The field of Healthcare today is filled with opportunities for improvement. Inconsistent treatment, preventable illness, and medical errors that result in injury are all too common, along with enormous inefficiency and waste.

The Institute of Medicine, the medical arm of the National Academy of Sciences, is leading an initiative that descibes a better organizing principle for healthcare – a “Learning Healthcare System.” A learning healthcare system is simply one that continuously “Learns,” meaning that healthcare data from many sources, including electronic medical records is turned into guidelines and knowledge and that knowledge is swiftly translated into practice so that all clinical decisions and processes are based on the best available and most current evidence. New knowledge is in turn generated in the course of practice, and the cycle continues, fostering continuous improvement at all levels: national, organizational, unit, team and individual.

cycle of lhs

To achieve this vision, there must be changes to the way evidence is generated, changes to medical and nursing education, huge changes in incentive structure and culture, changes in process, changes in staff training and performance support, basically enormous changes everywhere.

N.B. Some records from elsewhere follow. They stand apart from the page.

//! Write port and memory-mapped I/O tap.
//!
//! Writes have no latency: a valid request updates the backing store in the
//! cycle it is presented, one byte lane at a time under the byte-enable mask.
//! The MMIO tap observes the same requests and reports writes to one designated
//! address; it never suppresses or redirects the store write.

use crate::common::constants::BYTE_BITS;
use crate::common::{HarnessError, Result, WriteRequest};
use crate::mem::buffer::BackingStore;

/// Immediate, byte-masked write interface.
#[derive(Debug, Clone, Copy, PartialEq, Eq)]
pub struct WritePort {
    width: usize,
}

impl WritePort {
    /// Creates a write port `width_bits` wide.
    ///
    /// # Errors
    ///
    /// Returns [`HarnessError::InvalidConfig`] if the width is zero or not a multiple of 8.
    pub fn new(width_bits: u32) -> Result<Self> {
        Ok(Self {
            width: width_bytes(width_bits)?,
        })
    }

    /// Interface width in bytes.
    pub const fn width_bytes(&self) -> usize {
        self.width
    }

    /// Applies `request` to `store`.
    ///
    /// Every enabled lane `i` writes `data[i]` to `addr + i`. Lanes that fall
    /// outside the store (or beyond the supplied data) are dropped. Returns the
    /// number of bytes written.
    pub fn apply(&self, store: &mut BackingStore, request: &WriteRequest<'_>) -> usize {
        if !request.valid {
            return 0;
        }
        let base = request.addr as usize;
        let mem = store.as_mut_slice();
        let mut written = 0;
        let mut dropped = 0;
        for (i, &byte) in request.data.iter().take(self.width).enumerate() {
            if !request.byte_enable.is_enabled(i) {
                continue;
            }
            match mem.get_mut(base + i) {
                Some(dst) => {
                    *dst = byte;
                    written += 1;
                }
                None => dropped += 1,
            }
        }
        if dropped > 0 {
            tracing::warn!(
                addr = request.addr,
                dropped,
                size = mem.len(),
                "write lanes outside memory dropped"
            );
        }
        written
    }
}

/// Detector for writes to a single memory-mapped output address.
#[derive(Debug, Clone, Copy, PartialEq, Eq)]
pub struct MmioTap {
    addr: u32,
    width: usize,
}

impl MmioTap {
    /// Watches `addr` on an interface `width_bits` wide.
    ///
    /// # Errors
    ///
    /// Returns [`HarnessError::InvalidConfig`] if the width is zero or not a multiple of 8.
    pub fn new(addr: u32, width_bits: u32) -> Result<Self> {
        Ok(Self {
            addr,
            width: width_bytes(width_bits)?,
        })
    }

    /// The watched address.
    pub const fn addr(&self) -> u32 {
        self.addr
    }

    /// Returns the written lanes if `request` is a valid write to the watched address.
    ///
    /// The whole interface width is reported regardless of byte enables.
    pub fn probe<'a>(&self, request: &WriteRequest<'a>) -> Option<&'a [u8]> {
        if !request.valid || request.addr != self.addr {
            return None;
        }
        let data = request.data;
        Some(&data[..self.width.min(data.len())])
    }
}

fn width_bytes(width_bits: u32) -> Result<usize> {
    if width_bits == 0 || width_bits % BYTE_BITS != 0 {
        return Err(HarnessError::InvalidConfig(format!(
            "write port width must be a non-zero multiple of 8 bits, got {width_bits}"
        )));
    }
    Ok((width_bits / BYTE_BITS) as usize)
}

Right now, my interest is in the opportunities for contributing to this vision in the fields of learning and training. It seems to me that with the TinCan API, we now have the potential means for providing data about training, practice, just-in-time learning and even patient education in a consistent data model that could be correlated with performance and perhaps even clinical outcomes.

We are working the problem from several directions, but IANAC (I am not a clinician) and so of course all suggestions for projects and approaches for any part of this picture are very welcome.